In this case, it looks like there is no evidence that bioclim1 is related to prevalence but bioclim2 is. Let’s try re-running the model without bioclim 1.
glm_mod_2 <- glm(cbind(pf_pos, examined - pf_pos) ~ bioclim2, data=ETH_malaria_data, family=binomial())
summary(glm_mod_2)
##
## Call:
## glm(formula = cbind(pf_pos, examined - pf_pos) ~ bioclim2, family = binomial(),
## data = ETH_malaria_data)
##
## Deviance Residuals:
## Min 1Q Median 3Q Max
## -1.3321 -0.9212 -0.7507 -0.6068 7.5499
##
## Coefficients:
## Estimate Std. Error z value Pr(>|z|)
## (Intercept) -11.97128 1.78167 -6.719 1.83e-11 ***
## bioclim2 0.04455 0.01254 3.554 0.000379 ***
## ---
## Signif. codes: 0 '***' 0.001 '**' 0.01 '*' 0.05 '.' 0.1 ' ' 1
##
## (Dispersion parameter for binomial family taken to be 1)
##
## Null deviance: 383.42 on 202 degrees of freedom
## Residual deviance: 369.98 on 201 degrees of freedom
## AIC: 444.12
##
## Number of Fisher Scoring iterations: 6
OK the estimate for bioclim2 is 0.04455 which is an odds ratio of 1.05. This means that for every unit increase in mean diurnal range, the odds of infection increase by 5%.

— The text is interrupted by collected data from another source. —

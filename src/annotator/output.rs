//! 出力先の決定
//!
//! 実行ごとに1つの OutputResolver を選び、Annotator はモードで分岐しない。

use crate::error::DocumentError;
use fai_coc_common::OutputMode;
use std::path::{Path, PathBuf};
use std::sync::Arc;

/// 出力ファイル名の接頭辞
pub const OUTPUT_PREFIX: &str = "highlighted_";

pub trait OutputResolver: Send + Sync {
    /// 書き出し先（必要なフォルダは作成する）
    fn resolve(&self, source: &Path) -> Result<PathBuf, DocumentError>;

    fn mode(&self) -> OutputMode;
}

/// 別フォルダへ書き出す
///
/// `<root>/<出力フォルダ>/<rootからの相対パス>/highlighted_<ファイル名>`
pub struct SafeOutput {
    root: PathBuf,
    output_dir: PathBuf,
}

impl SafeOutput {
    pub fn new(root: &Path, output_folder_name: &str) -> Self {
        Self {
            root: root.to_path_buf(),
            output_dir: root.join(output_folder_name),
        }
    }
}

impl OutputResolver for SafeOutput {
    fn resolve(&self, source: &Path) -> Result<PathBuf, DocumentError> {
        let file_name = source
            .file_name()
            .map(|n| n.to_string_lossy().to_string())
            .ok_or_else(|| DocumentError::Write {
                path: source.to_path_buf(),
                reason: "ファイル名がありません".to_string(),
            })?;

        let relative = source
            .parent()
            .and_then(|p| p.strip_prefix(&self.root).ok())
            .unwrap_or_else(|| Path::new(""));

        let dir = self.output_dir.join(relative);
        std::fs::create_dir_all(&dir)?;

        Ok(dir.join(format!("{}{}", OUTPUT_PREFIX, file_name)))
    }

    fn mode(&self) -> OutputMode {
        OutputMode::Safe
    }
}

/// 元ファイルを上書き（バックアップなし）
pub struct DestructiveOutput;

impl OutputResolver for DestructiveOutput {
    fn resolve(&self, source: &Path) -> Result<PathBuf, DocumentError> {
        Ok(source.to_path_buf())
    }

    fn mode(&self) -> OutputMode {
        OutputMode::Destructive
    }
}

pub fn resolver_for(mode: OutputMode, root: &Path, output_folder_name: &str) -> Arc<dyn OutputResolver> {
    match mode {
        OutputMode::Safe => Arc::new(SafeOutput::new(root, output_folder_name)),
        OutputMode::Destructive => Arc::new(DestructiveOutput),
    }
}
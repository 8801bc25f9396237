//! 結果集約モジュール
//!
//! OutcomeRecordを追記専用ログとして保持し、フィルタ表示と
//! フラットなエクスポート行を提供する。
//! 追記はジョブ完了順だが、表示とエクスポートは発見順（sequence）に並べる。

use crate::types::{OutcomeRecord, OutcomeStatus};
use serde::{Deserialize, Serialize};
use std::fmt;
use std::str::FromStr;

/// 結果フィルタ
#[derive(Debug, Clone, Copy, Default, PartialEq, Eq, Serialize, Deserialize)]
#[serde(rename_all = "kebab-case")]
pub enum ResultFilter {
    #[default]
    All,
    DocumentFound,
    DocumentNotFound,
    /// PDFはあるが品番が見つからない
    IdentifierNotFound,
    IdentifierFound,
}

impl ResultFilter {
    pub fn matches(&self, outcome: &OutcomeRecord) -> bool {
        match self {
            ResultFilter::All => true,
            ResultFilter::DocumentFound => outcome.document_found(),
            ResultFilter::DocumentNotFound => !outcome.document_found(),
            ResultFilter::IdentifierNotFound => {
                outcome.document_found() && !outcome.identifier_found
            }
            ResultFilter::IdentifierFound => outcome.identifier_found,
        }
    }

    pub fn label(&self) -> &'static str {
        match self {
            ResultFilter::All => "All",
            ResultFilter::DocumentFound => "Document Found",
            ResultFilter::DocumentNotFound => "Document Not Found",
            ResultFilter::IdentifierNotFound => "Identifier Not Found",
            ResultFilter::IdentifierFound => "Identifier Found",
        }
    }
}

impl fmt::Display for ResultFilter {
    fn fmt(&self, f: &mut fmt::Formatter<'_>) -> fmt::Result {
        f.write_str(self.label())
    }
}

impl FromStr for ResultFilter {
    type Err = String;

    fn from_str(s: &str) -> Result<Self, Self::Err> {
        let key: String = s
            .chars()
            .filter(|c| c.is_alphanumeric())
            .flat_map(|c| c.to_lowercase())
            .collect();
        match key.as_str() {
            "all" => Ok(ResultFilter::All),
            "documentfound" | "pdffound" => Ok(ResultFilter::DocumentFound),
            "documentnotfound" | "pdfnotfound" => Ok(ResultFilter::DocumentNotFound),
            "identifiernotfound" | "partnumbernotfound" => Ok(ResultFilter::IdentifierNotFound),
            "identifierfound" | "partnumberfound" => Ok(ResultFilter::IdentifierFound),
            _ => Err(format!("Unknown filter: {}", s)),
        }
    }
}

/// 集計
#[derive(Debug, Clone, Copy, Default, PartialEq, Eq, Serialize)]
#[serde(rename_all = "camelCase")]
pub struct Summary {
    pub total: usize,
    pub documents_found: usize,
    pub identifiers_found: usize,
    pub errors: usize,
}

impl fmt::Display for Summary {
    fn fmt(&self, f: &mut fmt::Formatter<'_>) -> fmt::Result {
        write!(
            f,
            "Total entries: {} | Documents found: {}/{} | Part numbers highlighted: {}/{}",
            self.total, self.documents_found, self.total, self.identifiers_found, self.documents_found
        )?;
        if self.errors > 0 {
            write!(f, " | Errors: {}", self.errors)?;
        }
        Ok(())
    }
}

/// 追記専用の結果ログ
#[derive(Debug, Clone, Default, Serialize, Deserialize)]
pub struct ResultSet {
    records: Vec<OutcomeRecord>,
}

impl ResultSet {
    pub fn new() -> Self {
        Self::default()
    }

    /// 結果を追記
    pub fn push(&mut self, outcome: OutcomeRecord) {
        self.records.push(outcome);
    }

    pub fn len(&self) -> usize {
        self.records.len()
    }

    pub fn is_empty(&self) -> bool {
        self.records.is_empty()
    }

    /// 追記順の全件
    pub fn records(&self) -> &[OutcomeRecord] {
        &self.records
    }

    /// フィルタ適用（発見順）
    pub fn filtered(&self, filter: ResultFilter) -> impl Iterator<Item = &OutcomeRecord> {
        let mut records: Vec<&OutcomeRecord> =
            self.records.iter().filter(|r| filter.matches(r)).collect();
        records.sort_by_key(|r| r.sequence);
        records.into_iter()
    }

    pub fn summary(&self) -> Summary {
        let mut summary = Summary {
            total: self.records.len(),
            ..Default::default()
        };
        for record in &self.records {
            if record.document_found() {
                summary.documents_found += 1;
            }
            if record.identifier_found {
                summary.identifiers_found += 1;
            }
            if record.status() == OutcomeStatus::Error {
                summary.errors += 1;
            }
        }
        summary
    }

    /// エクスポート行（発見順）
    pub fn export_rows(&self, filter: ResultFilter) -> Vec<ExportRow> {
        self.filtered(filter).map(ExportRow::from_outcome).collect()
    }
}

/// エクスポート列見出し
pub const EXPORT_HEADERS: [&str; 15] = [
    "Spreadsheet",
    "Row",
    "Primary Identifier",
    "Alternate Identifier",
    "Matched Document",
    "Document Found",
    "Identifier Found",
    "Output Document",
    "Error",
    "Sheet",
    "Part Number",
    "Match Rule",
    "Status",
    "Timestamp",
    "Metadata",
];

/// フラットなエクスポート行
#[derive(Debug, Clone, PartialEq, Eq)]
pub struct ExportRow {
    pub values: [String; 15],
}

impl ExportRow {
    pub fn from_outcome(outcome: &OutcomeRecord) -> Self {
        let record = &outcome.record;
        let path_or_empty = |p: &Option<std::path::PathBuf>| {
            p.as_ref().map(|p| p.display().to_string()).unwrap_or_default()
        };
        let yes_no = |b: bool| if b { "Yes" } else { "No" }.to_string();
        let metadata = record
            .metadata
            .iter()
            .map(|(k, v)| format!("{}={}", k, v))
            .collect::<Vec<_>>()
            .join("; ");

        Self {
            values: [
                record.spreadsheet.display().to_string(),
                record.row_index.to_string(),
                record.primary_id.clone(),
                record.alternate_id.clone(),
                path_or_empty(&outcome.document),
                yes_no(outcome.document_found()),
                yes_no(outcome.identifier_found),
                path_or_empty(&outcome.output_document),
                outcome.error.clone().unwrap_or_default(),
                record.sheet.clone(),
                record.part_number.clone(),
                outcome.rule.map(|r| r.to_string()).unwrap_or_default(),
                outcome.status().label().to_string(),
                outcome.timestamp.clone(),
                metadata,
            ],
        }
    }
}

It is possible to explore associations with other sensible covariates in the same way, i.e. by including them in the model and seeing which are ‘significant’. This kind of forward stepwise method to select variables is only 1 way to build a model. Some advocate using AIC or cross-validation techniques which we will introduce later.
It is also useful to check how well your fitted values (i.e. predictions at your data points) line up with the observations.
ggplot() + geom_point(aes(glm_mod_2$fitted, ETH_malaria_data$pf_pr))
Our fitted values don’t line up particularly well with the observed data, suggesting that bioclim2 alone doesn’t explain prevalence very well.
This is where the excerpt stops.